# Count Most Frequent Words in Top Downloaded Books at Project Gutenberg Using Luigi Batch Scheduler Pipeline

*This code is heavily drawn from this excellent tutorial: https://www.digitalocean.com/community/tutorials/how-to-build-a-data-processing-pipeline-using-luigi-in-python-on-ubuntu-20-04'*

**Python libraries used:**  

*Luigi, BeautifulSoup, Requests, Pickle, Counter, File I/O*

**The codes in this notebook are meant to be executed from a local python file through a linux terminal.

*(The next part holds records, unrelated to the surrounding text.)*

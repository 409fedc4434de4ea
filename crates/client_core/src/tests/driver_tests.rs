use super::*;
use std::{
    collections::VecDeque,
    sync::{
        atomic::{AtomicUsize, Ordering},
        Mutex,
    },
};

use async_trait::async_trait;
use shared::{
    domain::JobId,
    protocol::{CreateJobResponse, JobStatusResponse, RemoteJobStatus},
};
use tokio::time::timeout;

use crate::{
    controller::commands::SubmitRequest, error::RemoteError, media::MediaFile,
    probe::FixedDurationProbe,
};

/// Replays scripted answers; an exhausted status script keeps answering `QUEUED`.
struct ScriptedApi {
    create: Mutex<VecDeque<Result<CreateJobResponse, RemoteError>>>,
    create_delay: Duration,
    statuses: Mutex<VecDeque<Result<JobStatusResponse, RemoteError>>>,
    result: Vec<u8>,
    status_calls: AtomicUsize,
    emails: Mutex<Vec<(JobId, String)>>,
}

impl ScriptedApi {
    fn accepting(statuses: Vec<JobStatusResponse>) -> Self {
        Self {
            create: Mutex::new(VecDeque::from([Ok(CreateJobResponse {
                job_id: Some(JobId::from("job-1")),
            })])),
            create_delay: Duration::ZERO,
            statuses: Mutex::new(statuses.into_iter().map(Ok).collect()),
            result: b"dubbed".to_vec(),
            status_calls: AtomicUsize::new(0),
            emails: Mutex::new(Vec::new()),
        }
    }

    fn rejecting(err: RemoteError) -> Self {
        let api = Self::accepting(Vec::new());
        *api.create.lock().expect("lock") = VecDeque::from([Err(err)]);
        api
    }

    fn status_calls(&self) -> usize {
        self.status_calls.load(Ordering::SeqCst)
    }
}

#[async_trait]
impl DubbingApi for ScriptedApi {
    async fn create_job(&self, _request: &SubmitRequest) -> Result<CreateJobResponse, RemoteError> {
        if !self.create_delay.is_zero() {
            sleep(self.create_delay).await;
        }
        let next = self.create.lock().expect("lock").pop_front();
        next.unwrap_or_else(|| Err(RemoteError::Unreachable("no scripted reply".into())))
    }

    async fn job_status(&self, _job_id: &JobId) -> Result<JobStatusResponse, RemoteError> {
        self.status_calls.fetch_add(1, Ordering::SeqCst);
        let next = self.statuses.lock().expect("lock").pop_front();
        next.unwrap_or_else(|| Ok(JobStatusResponse::new(RemoteJobStatus::Queued)))
    }

    async fn update_email(&self, job_id: &JobId, email: &str) -> Result<(), RemoteError> {
        self.emails
            .lock()
            .expect("lock")
            .push((job_id.clone(), email.to_string()));
        Ok(())
    }

    async fn download(&self, url: &str) -> Result<Arc<[u8]>, RemoteError> {
        assert_eq!(url, "https://cdn.test/out.mp3");
        Ok(Arc::from(self.result.clone()))
    }
}

#[derive(Default)]
struct CountingPlayer {
    pauses: AtomicUsize,
}

impl PlaybackControl for CountingPlayer {
    fn pause_all(&self) {
        self.pauses.fetch_add(1, Ordering::SeqCst);
    }
}

fn mp3() -> MediaFile {
    MediaFile::new("interview.mp3", Some("audio/mp3"), vec![7u8; 64])
}

fn driver(api: Arc<ScriptedApi>, clip: Duration) -> JobDriver {
    JobDriver::new(
        ControllerPolicy::default(),
        api,
        Arc::new(FixedDurationProbe(clip)),
    )
}

async fn step_until(driver: &mut JobDriver, done: impl Fn(&JobState) -> bool) {
    timeout(Duration::from_secs(3600), async {
        while !done(driver.state()) {
            assert!(driver.step().await, "event queue closed");
        }
    })
    .await
    .expect("condition reached");
}

#[tokio::test(start_paused = true)]
async fn job_completes_after_polling() {
    let api = Arc::new(ScriptedApi::accepting(vec![
        JobStatusResponse::new(RemoteJobStatus::Queued),
        JobStatusResponse::new(RemoteJobStatus::Processing),
        JobStatusResponse::completed("https://cdn.test/out.mp3"),
    ]));
    let mut driver = driver(api.clone(), Duration::from_secs(30));
    let snapshots = driver.subscribe();

    driver.dispatch(ControllerEvent::FileSelected(mp3()));
    let outcome = driver.run_until_settled().await;

    assert_eq!(
        outcome,
        JobOutcome::Completed {
            file_name: "interview_Spanish - Spain.mp3".into(),
            data: Arc::from(b"dubbed".to_vec()),
        }
    );
    assert_eq!(api.status_calls(), 3);
    assert_eq!(driver.handles().live_count(), 2);
    assert_eq!(snapshots.borrow().phase, JobPhase::Completed);
    assert_eq!(snapshots.borrow().progress, 100);
}

#[tokio::test(start_paused = true)]
async fn long_clip_is_rejected_before_any_request() {
    let api = Arc::new(ScriptedApi::accepting(Vec::new()));
    let mut driver = driver(api.clone(), Duration::from_secs(150));

    driver.dispatch(ControllerEvent::FileSelected(mp3()));
    match driver.run_until_settled().await {
        JobOutcome::Rejected(message) => assert!(message.contains("120 seconds"), "{message}"),
        other => panic!("unexpected outcome: {other:?}"),
    }
    assert_eq!(api.create.lock().expect("lock").len(), 1);
    assert_eq!(driver.handles().live_count(), 0);
}

#[tokio::test(start_paused = true)]
async fn quota_rejection_releases_the_source_handle() {
    let api = Arc::new(ScriptedApi::rejecting(RemoteError::Rejected {
        status: 429,
        body: "user has submitted max free dubs".into(),
    }));
    let mut driver = driver(api, Duration::from_secs(10));

    driver.dispatch(ControllerEvent::FileSelected(mp3()));
    assert_eq!(
        driver.run_until_settled().await,
        JobOutcome::Rejected(
            "Free translation limit reached. Sign Up for Free to Murf Studio.".into()
        )
    );
    assert_eq!(driver.handles().live_count(), 0);
    assert_eq!(driver.handles().released_count(), 1);
}

#[tokio::test(start_paused = true)]
async fn progress_ticks_while_the_upload_is_pending() {
    let mut api = ScriptedApi::accepting(vec![JobStatusResponse::completed(
        "https://cdn.test/out.mp3",
    )]);
    api.create_delay = Duration::from_secs(1);
    let mut driver = driver(Arc::new(api), Duration::from_secs(10));

    driver.dispatch(ControllerEvent::FileSelected(mp3()));
    step_until(&mut driver, |s| s.phase == JobPhase::Uploading).await;
    let mut uploading_progress = 0;
    while driver.state().phase == JobPhase::Uploading {
        uploading_progress = driver.state().progress;
        assert!(driver.step().await);
    }

    assert!(uploading_progress > 0 && uploading_progress < 30, "{uploading_progress}");
    assert_eq!(uploading_progress % 5, 0);
    assert!(matches!(
        driver.run_until_settled().await,
        JobOutcome::Completed { .. }
    ));
}

#[tokio::test(start_paused = true)]
async fn cancel_stops_polling_and_releases_handles() {
    let api = Arc::new(ScriptedApi::accepting(Vec::new()));
    let mut driver = driver(api.clone(), Duration::from_secs(10));
    let events = driver.event_sender();

    driver.dispatch(ControllerEvent::FileSelected(mp3()));
    step_until(&mut driver, |s| s.progress == 60).await;
    assert_eq!(api.status_calls(), 1);

    events.send(ControllerEvent::Cancel).expect("send cancel");
    assert_eq!(driver.run_until_settled().await, JobOutcome::Cancelled);
    assert_eq!(driver.handles().live_count(), 0);
    assert_eq!(driver.handles().released_count(), 1);

    sleep(Duration::from_secs(600)).await;
    assert_eq!(api.status_calls(), 1);
}

#[tokio::test(start_paused = true)]
async fn dropping_the_driver_aborts_pending_polls() {
    let api = Arc::new(ScriptedApi::accepting(Vec::new()));
    let mut driver = driver(api.clone(), Duration::from_secs(10));

    driver.dispatch(ControllerEvent::FileSelected(mp3()));
    step_until(&mut driver, |s| s.progress == 60).await;
    drop(driver);

    sleep(Duration::from_secs(600)).await;
    assert_eq!(api.status_calls(), 1);
}

#[tokio::test(start_paused = true)]
async fn notifications_dismiss_themselves() {
    let api = Arc::new(ScriptedApi::accepting(Vec::new()));
    let mut driver = driver(api, Duration::from_secs(10));

    driver.dispatch(ControllerEvent::FileSelected(MediaFile::new(
        "notes.txt",
        Some("text/plain"),
        vec![1u8],
    )));
    assert!(driver.state().notification.is_some());

    let started = Instant::now();
    step_until(&mut driver, |s| s.notification.is_none()).await;
    assert!(started.elapsed() >= Duration::from_secs(5));
}

#[tokio::test(start_paused = true)]
async fn email_and_start_over_after_completion() {
    let api = Arc::new(ScriptedApi::accepting(vec![JobStatusResponse::completed(
        "https://cdn.test/out.mp3",
    )]));
    let player = Arc::new(CountingPlayer::default());
    let mut driver = JobDriver::from_controller(
        JobController::new(ControllerPolicy::default()),
        api.clone(),
        Arc::new(FixedDurationProbe(Duration::from_secs(5))),
        player.clone(),
    );

    driver.dispatch(ControllerEvent::FileSelected(mp3()));
    assert!(matches!(
        driver.run_until_settled().await,
        JobOutcome::Completed { .. }
    ));

    driver.dispatch(ControllerEvent::EmailEdited("fan@example.com".into()));
    driver.dispatch(ControllerEvent::SubmitEmail);
    step_until(&mut driver, |s| s.email.submitted).await;
    assert_eq!(
        *api.emails.lock().expect("lock"),
        vec![(JobId::from("job-1"), "fan@example.com".to_string())]
    );

    driver.dispatch(ControllerEvent::StartOver);
    assert_eq!(player.pauses.load(Ordering::SeqCst), 1);
    assert_eq!(driver.handles().live_count(), 0);
    assert_eq!(driver.handles().released_count(), 2);
    assert_eq!(driver.state(), &JobState::default());
    assert!(driver.download_target().is_none());
}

Data is also stored locally.**

We create and implement a pipeline of following tasks:

> 1. Get a list of top downloaded books from Project Gutenberg and store in a local file.  
> 2. Download a specifed number of books from the above list and pre-process their text. 
> 3. Count the most frequently occurring words across all specified books and display the summary.  

**Create demo directories**

mkdir luigi-demo  
cd luigi-demo  
mkdir data  
mkdir data/counts  
mkdir data/downloads  

**Create and activate a virtual environment**

python3 -m venv luigi-venv  
luigi-venv/bin/activate  

**Install relevant libraries**

pip install wheel luigi beautifulsoup4 requests  

**Create code file**

nano word-frequency.py  

## 1. Getting a list of top downloaded books

In [None]:
import requests
import luigi
from bs4 import BeautifulSoup as bs

In [None]:
class GetTopBooks(luigi.Task):
    
    
    # Specify local file to store urls of top downloaded books
    
    def output(self):
        
        return luigi.LocalTarget('data/book_list.txt')
    
    # Retreive urls of top downloaded books from website and storing in the local file
    
    def run(self):
        
        resp = requests.get('https://www.gutenberg.org/browse/scores/top')
        soup = bs(resp.content, 'html.parser')
        
        header = soup.find_all("h2", string="Top 100 EBooks yesterday")[0]
        top_list = header.find_next_sibling("ol")
        
        with self.output.open('w') as f:    
            for result in top_list.select('li>a'):
                if '/ebooks/' in result['href']:
                    
                    f.write('http://www.gutenberg.org{link}.txt.utf-8\n'.format(link=result['href']))       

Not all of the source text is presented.